Provide the number of lines below that include "PropertyKind", without any other words.

[Extracted data entries]
—————

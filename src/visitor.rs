//! Depth-first traversal over the syntax tree.
//!
//! Implement [`Visitor`] and hand it to [`walk`]. Each `enter_*` hook decides
//! how the walk proceeds via [`Walk`]. The matching `exit_*` hook runs after
//! the node's children, including when they were skipped.

use crate::ast::*;
use crate::types::Type;
use std::ops::ControlFlow;

#[derive(Debug, PartialEq, Eq, Clone, Copy, Default)]
pub enum Walk {
    /// Visit the node's children.
    #[default]
    Continue,
    /// Skip the children but still call the node's `exit_*` hook.
    SkipChildren,
    /// Abandon the whole walk. No further hooks are called.
    Stop,
}

/// One required `enter_*` hook per node kind, so a new kind of node is a
/// compile error in every visitor until it is handled. `exit_*` hooks are
/// optional.
///
/// A visitor that leaves out any `enter_*` hook does not compile:
///
/// ```compile_fail
/// use papyrus::ast::FunctionDecl;
/// use papyrus::{Visitor, Walk};
///
/// struct OnlyFunctions;
///
/// impl Visitor for OnlyFunctions {
///     fn enter_function(&mut self, _: &FunctionDecl) -> Walk {
///         Walk::Continue
///     }
/// }
/// ```
#[allow(unused_variables)]
pub trait Visitor {
    fn enter_script(&mut self, node: &Script) -> Walk;
    fn exit_script(&mut self, node: &Script) {}

    fn enter_import(&mut self, node: &Import) -> Walk;
    fn exit_import(&mut self, node: &Import) {}

    fn enter_variable(&mut self, node: &VariableDecl) -> Walk;
    fn exit_variable(&mut self, node: &VariableDecl) {}

    fn enter_property(&mut self, node: &PropertyDecl) -> Walk;
    fn exit_property(&mut self, node: &PropertyDecl) {}

    fn enter_function(&mut self, node: &FunctionDecl) -> Walk;
    fn exit_function(&mut self, node: &FunctionDecl) {}

    fn enter_event(&mut self, node: &EventDecl) -> Walk;
    fn exit_event(&mut self, node: &EventDecl) {}

    fn enter_state(&mut self, node: &StateDecl) -> Walk;
    fn exit_state(&mut self, node: &StateDecl) {}

    fn enter_parameter(&mut self, node: &Parameter) -> Walk;
    fn exit_parameter(&mut self, node: &Parameter) {}

    fn enter_expr_stmt(&mut self, node: &ExprStmt) -> Walk;
    fn exit_expr_stmt(&mut self, node: &ExprStmt) {}

    fn enter_assign(&mut self, node: &Assign) -> Walk;
    fn exit_assign(&mut self, node: &Assign) {}

    fn enter_if(&mut self, node: &If) -> Walk;
    fn exit_if(&mut self, node: &If) {}

    fn enter_branch(&mut self, node: &Branch) -> Walk;
    fn exit_branch(&mut self, node: &Branch) {}

    fn enter_while(&mut self, node: &While) -> Walk;
    fn exit_while(&mut self, node: &While) {}

    fn enter_return(&mut self, node: &Return) -> Walk;
    fn exit_return(&mut self, node: &Return) {}

    fn enter_declare(&mut self, node: &Declare) -> Walk;
    fn exit_declare(&mut self, node: &Declare) {}

    fn enter_literal(&mut self, node: &Literal) -> Walk;
    fn exit_literal(&mut self, node: &Literal) {}

    fn enter_identifier(&mut self, node: &Identifier) -> Walk;
    fn exit_identifier(&mut self, node: &Identifier) {}

    fn enter_unary(&mut self, node: &Unary) -> Walk;
    fn exit_unary(&mut self, node: &Unary) {}

    fn enter_binary(&mut self, node: &Binary) -> Walk;
    fn exit_binary(&mut self, node: &Binary) {}

    fn enter_call(&mut self, node: &Call) -> Walk;
    fn exit_call(&mut self, node: &Call) {}

    fn enter_argument(&mut self, node: &Argument) -> Walk;
    fn exit_argument(&mut self, node: &Argument) {}

    fn enter_member_access(&mut self, node: &MemberAccess) -> Walk;
    fn exit_member_access(&mut self, node: &MemberAccess) {}

    fn enter_index(&mut self, node: &Index) -> Walk;
    fn exit_index(&mut self, node: &Index) {}

    fn enter_cast(&mut self, node: &Cast) -> Walk;
    fn exit_cast(&mut self, node: &Cast) {}

    fn enter_new(&mut self, node: &New) -> Walk;
    fn exit_new(&mut self, node: &New) {}

    fn enter_array_length(&mut self, node: &ArrayLength) -> Walk;
    fn exit_array_length(&mut self, node: &ArrayLength) {}

    /// Called for every type annotation: declarations, parameters, return
    /// types, casts and `New`.
    fn visit_type(&mut self, node: &Type) -> Walk;
}

/// Walks `script` depth-first in source order. Returns `Break` if a hook
/// asked to stop.
pub fn walk<V: Visitor + ?Sized>(script: &Script, visitor: &mut V) -> ControlFlow<()> {
    visit(
        visitor.enter_script(script),
        |v| {
            for import in &script.imports {
                visit(v.enter_import(import), |_| ControlFlow::Continue(()), |v| v.exit_import(import), v)?;
            }
            for member in &script.members {
                walk_member(member, v)?;
            }
            ControlFlow::Continue(())
        },
        |v| v.exit_script(script),
        visitor,
    )
}

/// Runs a node's children between its enter and exit hooks.
fn visit<V: Visitor + ?Sized>(
    entered: Walk,
    children: impl FnOnce(&mut V) -> ControlFlow<()>,
    exit: impl FnOnce(&mut V),
    visitor: &mut V,
) -> ControlFlow<()> {
    match entered {
        Walk::Stop => return ControlFlow::Break(()),
        Walk::Continue => children(visitor)?,
        Walk::SkipChildren => {}
    }
    exit(visitor);
    ControlFlow::Continue(())
}

fn walk_type<V: Visitor + ?Sized>(ty: &Type, visitor: &mut V) -> ControlFlow<()> {
    match visitor.visit_type(ty) {
        Walk::Stop => ControlFlow::Break(()),
        _ => ControlFlow::Continue(()),
    }
}

fn walk_literal<V: Visitor + ?Sized>(literal: &Literal, visitor: &mut V) -> ControlFlow<()> {
    visit(
        visitor.enter_literal(literal),
        |_| ControlFlow::Continue(()),
        |v| v.exit_literal(literal),
        visitor,
    )
}

fn walk_identifier<V: Visitor + ?Sized>(identifier: &Identifier, visitor: &mut V) -> ControlFlow<()> {
    visit(
        visitor.enter_identifier(identifier),
        |_| ControlFlow::Continue(()),
        |v| v.exit_identifier(identifier),
        visitor,
    )
}

fn walk_member<V: Visitor + ?Sized>(member: &Member, visitor: &mut V) -> ControlFlow<()> {
    match member {
        Member::Variable(node) => visit(
            visitor.enter_variable(node),
            |v| {
                walk_type(&node.ty, v)?;
                if let Some(initializer) = &node.initializer {
                    walk_literal(initializer, v)?;
                }
                ControlFlow::Continue(())
            },
            |v| v.exit_variable(node),
            visitor,
        ),
        Member::Property(node) => visit(
            visitor.enter_property(node),
            |v| {
                walk_type(&node.ty, v)?;
                match &node.kind {
                    PropertyKind::Auto { initializer } => {
                        if let Some(initializer) = initializer {
                            walk_literal(initializer, v)?;
                        }
                    }
                    PropertyKind::AutoReadOnly { initializer } => walk_literal(initializer, v)?,
                    PropertyKind::Full { getter, setter } => {
                        for function in getter.iter().chain(setter.iter()) {
                            walk_function(function, v)?;
                        }
                    }
                }
                ControlFlow::Continue(())
            },
            |v| v.exit_property(node),
            visitor,
        ),
        Member::Function(node) => walk_function(node, visitor),
        Member::Event(node) => walk_event(node, visitor),
        Member::State(node) => visit(
            visitor.enter_state(node),
            |v| {
                for event in &node.events {
                    walk_event(event, v)?;
                }
                ControlFlow::Continue(())
            },
            |v| v.exit_state(node),
            visitor,
        ),
    }
}

fn walk_function<V: Visitor + ?Sized>(node: &FunctionDecl, visitor: &mut V) -> ControlFlow<()> {
    visit(
        visitor.enter_function(node),
        |v| {
            if let Some(return_type) = &node.return_type {
                walk_type(return_type, v)?;
            }
            walk_parameters(&node.params, v)?;
            walk_block(&node.body, v)
        },
        |v| v.exit_function(node),
        visitor,
    )
}

fn walk_event<V: Visitor + ?Sized>(node: &EventDecl, visitor: &mut V) -> ControlFlow<()> {
    visit(
        visitor.enter_event(node),
        |v| {
            walk_parameters(&node.params, v)?;
            walk_block(&node.body, v)
        },
        |v| v.exit_event(node),
        visitor,
    )
}

fn walk_parameters<V: Visitor + ?Sized>(params: &[Parameter], visitor: &mut V) -> ControlFlow<()> {
    for param in params {
        visit(
            visitor.enter_parameter(param),
            |v| {
                walk_type(&param.ty, v)?;
                if let Some(default) = &param.default {
                    walk_literal(default, v)?;
                }
                ControlFlow::Continue(())
            },
            |v| v.exit_parameter(param),
            visitor,
        )?;
    }
    ControlFlow::Continue(())
}

fn walk_block<V: Visitor + ?Sized>(body: &[Statement], visitor: &mut V) -> ControlFlow<()> {
    for statement in body {
        walk_statement(statement, visitor)?;
    }
    ControlFlow::Continue(())
}

fn walk_statement<V: Visitor + ?Sized>(statement: &Statement, visitor: &mut V) -> ControlFlow<()> {
    match statement {
        Statement::Expression(node) => visit(
            visitor.enter_expr_stmt(node),
            |v| walk_expression(&node.expr, v),
            |v| v.exit_expr_stmt(node),
            visitor,
        ),
        Statement::Assign(node) => visit(
            visitor.enter_assign(node),
            |v| {
                walk_expression(&node.target, v)?;
                walk_expression(&node.value, v)
            },
            |v| v.exit_assign(node),
            visitor,
        ),
        Statement::If(node) => visit(
            visitor.enter_if(node),
            |v| {
                for branch in &node.branches {
                    visit(
                        v.enter_branch(branch),
                        |v| {
                            walk_expression(&branch.condition, v)?;
                            walk_block(&branch.body, v)
                        },
                        |v| v.exit_branch(branch),
                        v,
                    )?;
                }
                match &node.else_body {
                    Some(body) => walk_block(body, v),
                    None => ControlFlow::Continue(()),
                }
            },
            |v| v.exit_if(node),
            visitor,
        ),
        Statement::While(node) => visit(
            visitor.enter_while(node),
            |v| {
                walk_expression(&node.condition, v)?;
                walk_block(&node.body, v)
            },
            |v| v.exit_while(node),
            visitor,
        ),
        Statement::Return(node) => visit(
            visitor.enter_return(node),
            |v| match &node.value {
                Some(value) => walk_expression(value, v),
                None => ControlFlow::Continue(()),
            },
            |v| v.exit_return(node),
            visitor,
        ),
        Statement::Declare(node) => visit(
            visitor.enter_declare(node),
            |v| {
                walk_type(&node.ty, v)?;
                match &node.initializer {
                    Some(initializer) => walk_expression(initializer, v),
                    None => ControlFlow::Continue(()),
                }
            },
            |v| v.exit_declare(node),
            visitor,
        ),
    }
}

fn walk_expression<V: Visitor + ?Sized>(expression: &Expression, visitor: &mut V) -> ControlFlow<()> {
    match expression {
        Expression::Literal(node) => walk_literal(node, visitor),
        Expression::Identifier(node) => walk_identifier(node, visitor),
        Expression::Unary(node) => visit(
            visitor.enter_unary(node),
            |v| walk_expression(&node.operand, v),
            |v| v.exit_unary(node),
            visitor,
        ),
        Expression::Binary(node) => visit(
            visitor.enter_binary(node),
            |v| {
                walk_expression(&node.left, v)?;
                walk_expression(&node.right, v)
            },
            |v| v.exit_binary(node),
            visitor,
        ),
        Expression::Call(node) => visit(
            visitor.enter_call(node),
            |v| {
                walk_expression(&node.callee, v)?;
                for arg in &node.args {
                    visit(
                        v.enter_argument(arg),
                        |v| walk_expression(&arg.value, v),
                        |v| v.exit_argument(arg),
                        v,
                    )?;
                }
                ControlFlow::Continue(())
            },
            |v| v.exit_call(node),
            visitor,
        ),
        Expression::MemberAccess(node) => visit(
            visitor.enter_member_access(node),
            |v| walk_expression(&node.object, v),
            |v| v.exit_member_access(node),
            visitor,
        ),
        Expression::Index(node) => visit(
            visitor.enter_index(node),
            |v| {
                walk_expression(&node.array, v)?;
                walk_expression(&node.subscript, v)
            },
            |v| v.exit_index(node),
            visitor,
        ),
        Expression::Cast(node) => visit(
            visitor.enter_cast(node),
            |v| {
                walk_expression(&node.expr, v)?;
                walk_type(&node.target, v)
            },
            |v| v.exit_cast(node),
            visitor,
        ),
        Expression::New(node) => visit(
            visitor.enter_new(node),
            |v| {
                walk_type(&node.ty, v)?;
                match &node.size {
                    Some(size) => walk_expression(size, v),
                    None => ControlFlow::Continue(()),
                }
            },
            |v| v.exit_new(node),
            visitor,
        ),
        Expression::ArrayLength(node) => visit(
            visitor.enter_array_length(node),
            |v| walk_expression(&node.array, v),
            |v| v.exit_array_length(node),
            visitor,
        ),
    }
}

—————

◆ TASK ANSWER ◆
3